I am developing a 3 tier .net application using vs.net.
On complitation the app will have 4 assemblies:

Ntpct.LoanEquipment.BusinessTier.dll
Ntpct.LoanEquipment.DataAccessTier.dll
Ntpct.LoanEquipment.PresentationTier.dll (web app)
Ntpct.Utility.dll

the Utility assembly in the Ntpct namespace has some utility classes that I want to inherit from in the business tier of the Ntpct.LoanEquipment Namespace.

I am using the following code to inherit:
public class User : Ntpct.Utility.BaseUser

I have added a reference to the Ntpct.Utility assembly in the businessTier project however when I compile i get the follwoing error:

c:\ Referenced class 'Ntpct.LoanEquipment.BusinessTier.User' has base class or interface 'Ntpct.Utility.BaseUser' defined in an assembly that is not referenced. You must add a reference to assembly 'Ntpct.Utility'.

please help as I feel i will be losing hair and sleep over this.

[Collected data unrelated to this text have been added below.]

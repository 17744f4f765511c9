//! Error types for gradbridge.

use thiserror::Error;

/// Errors that can occur in tensor kernels.
#[derive(Debug, Clone, PartialEq, Error)]
pub enum TensorError {
    /// Data length does not match the number of elements implied by a shape.
    #[error("length mismatch: shape {shape:?} needs {expected} elements, got {actual}")]
    LengthMismatch {
        shape: Vec<usize>,
        expected: usize,
        actual: usize,
    },

    /// Two operands of an element-wise or matrix operation have incompatible shapes.
    #[error("shape mismatch: {lhs:?} vs {rhs:?}")]
    ShapeMismatch { lhs: Vec<usize>, rhs: Vec<usize> },

    /// Operation requires specific tensor rank.
    #[error("expected tensor of rank {expected}, got rank {actual}")]
    RankMismatch { expected: usize, actual: usize },

    /// The element count of a shape does not fit in `usize`.
    #[error("shape {shape:?} has too many elements")]
    ShapeOverflow { shape: Vec<usize> },

    /// Storage for a tensor could not be reserved.
    #[error("cannot allocate storage for {len} elements")]
    AllocationFailed { len: usize },

    /// Linear index out of bounds.
    #[error("index {index} is out of bounds for tensor with {len} elements")]
    IndexOutOfBounds { index: usize, len: usize },
}

/// Errors raised by the autograd engine and the custom-function bridge.
#[derive(Debug, Clone, PartialEq, Error)]
pub enum AutogradError {
    #[error(transparent)]
    Tensor(#[from] TensorError),

    /// A custom backward returned the wrong number of gradients.
    #[error("function {function} returned {actual} gradients, expected {expected}")]
    ArityMismatch {
        function: String,
        expected: usize,
        actual: usize,
    },

    /// A scratch-map value was read with the wrong type (or was never written).
    #[error("saved data {key:?} holds {found}, expected {expected}")]
    TypeMismatch {
        key: String,
        expected: &'static str,
        found: &'static str,
    },

    /// Hook removal with a token that is unknown or already removed.
    #[error("no registered hook at position {token}")]
    InvalidHookToken { token: usize },

    /// Tensor-list access beyond its length.
    #[error("index {index} out of range for list of length {len}")]
    OutOfRange { index: usize, len: usize },

    /// An operation needed tensor data but got the undefined sentinel.
    #[error("tensor is undefined")]
    UndefinedTensor,

    /// Hook registration or backward on a tensor outside the graph.
    #[error("tensor does not require grad and does not have a grad_fn")]
    DoesNotRequireGrad,

    /// Implicit gradient requested for a non-scalar root.
    #[error("grad can be implicitly created only for single-element outputs, got {len} elements")]
    NonScalarRoot { len: usize },

    /// Backward reached a node whose saved state was already freed.
    #[error(
        "trying to backward through node {node} a second time; pass retain_graph = true on the first backward"
    )]
    GraphReleased { node: usize },

    /// A gradient does not have the shape of the tensor it belongs to.
    #[error("{origin} produced a gradient of shape {actual:?}, expected {expected:?}")]
    GradShapeMismatch {
        origin: String,
        expected: Vec<usize>,
        actual: Vec<usize>,
    },

    /// The autograd context is already borrowed by a running callback.
    #[error("autograd context of {function} is already in use")]
    ContextBusy { function: String },

    /// A foreign callback reported failure.
    #[error("callback failed: {message}")]
    Callback { message: String },
}
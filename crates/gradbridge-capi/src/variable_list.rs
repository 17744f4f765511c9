//! Ordered tensor lists: custom-function inputs, outputs and gradients.

use crate::handle::{gbr_handle, list_mut, list_ref, tensor_ref};
use crate::{StatusCode, error_status, handle_result, status_result};
use gradbridge::autograd::VariableList;
use libc::size_t;

/// Create an empty list.
#[unsafe(no_mangle)]
pub extern "C" fn gbr_variable_list_new() -> *mut gbr_handle {
    gbr_handle::list(VariableList::new())
}

/// Append a tensor. The list holds its own reference; `tensor` is not
/// consumed.
#[unsafe(no_mangle)]
pub extern "C" fn gbr_variable_list_push_back(
    list: *mut gbr_handle,
    tensor: *const gbr_handle,
) -> StatusCode {
    status_result(|| {
        let variable = unsafe { tensor_ref(tensor)? }.clone();
        unsafe { list_mut(list)? }.push(variable);
        Ok(())
    })
}

/// Element at `index` as a new tensor handle sharing the same data and
/// graph position.
///
/// # Returns
/// New tensor handle, or null with `GBR_INDEX_OUT_OF_BOUNDS`
#[unsafe(no_mangle)]
pub extern "C" fn gbr_variable_list_get(
    list: *const gbr_handle,
    index: size_t,
    status: *mut StatusCode,
) -> *mut gbr_handle {
    handle_result(status, || {
        let list = unsafe { list_ref(list)? };
        let variable = list.get(index).map_err(error_status)?;
        Ok(gbr_handle::tensor(variable.clone()))
    })
}

/// Number of elements.
///
/// Zero for an empty list and also for a null, released or wrong-kind
/// handle; the latter two are logged at `warn` level.
#[unsafe(no_mangle)]
pub extern "C" fn gbr_variable_list_size(list: *const gbr_handle) -> size_t {
    unsafe { list_ref(list) }.map_or(0, VariableList::len)
}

p.s I have tried adding the assembly to the GAC but I still get the same compilation error.

TIA

Affleck




there are 10 types of people in this world those who understand binary, and those who don't.
 
Have you referenced it in your "using" clauses at the top of the code file?

-Dell

A computer only does what you actually told it to do - not what you thought you told it to do.
 
Yes I have referenced the utility namespace as so:

using Ntpct.Utility;





there are 10 types of people in this world those who understand binary, and those who don't.
 
So all four are in the same solution?

And how did you reference them. Via the projects tab or via the .net tab?

Christiaan Baes
Belgium

"My new site" - Me
 
Yeah, all four are in the same solution. When you say using the .net tab do you mean selecting the assembly from the list, or using the browse to point to the dll? - The assembly is not in the list despite it being added to the GAC.

cheers

Affleck

there are 10 types of people in this world those who understand binary, and those who don't.
 
To get it to appear in the list of references in VS you need to add the following registry key:

HKEY_LOCAL_MACHINE\SOFTWARE\Microsoft\.NETFramework\AssemblyFolders\MyFramework
(Default) = "C:\Source\MyFramework\Assemblies"

That will get them to show up. Once you've done that, just right click the references tab, and click add reference. You should be able to browse to it.

Also, right click the new reference and click properties. Make sure the "Specific Version" option is set to false. Else it will only ever build with 1 version of your framework.

HTH.

Skute

"There are 10 types of people in this World, those that understand binary, and those that don't!"
 
if they are in the same solution you should reference them via the projects tab not the .net tab and no need to use the gac either. Since the projects are going to change while you develop that wouldn't be a good idea. If you reference them via projects then VS will take care of it for you and rebuild them when needed.

Christiaan Baes
Belgium

"My new site" - Me
 
Thanks Chrissie, but this is how I originally referenced the assembly and it didn't work. Perhaps I am been ignorant here and you simply can not inherit from a baseClass in a different assembly...

I'm sure I have done this before in Java though.

I will try the GAC again i think.

:)

Thanks

there are 10 types of people in this world those who understand binary, and those who don't.
 
It is perfectly possible to do it since I do it all the time. And just the way I told you before.

Christiaan Baes
Belgium

"My new site" - Me
 
Doh!!

I only needed to add a reference to the Utility namespace in the presentationTier also since the User object inherits from this.

Thanks for your help guys!

Affleck

there are 10 types of people in this world those who understand binary, and those who don't.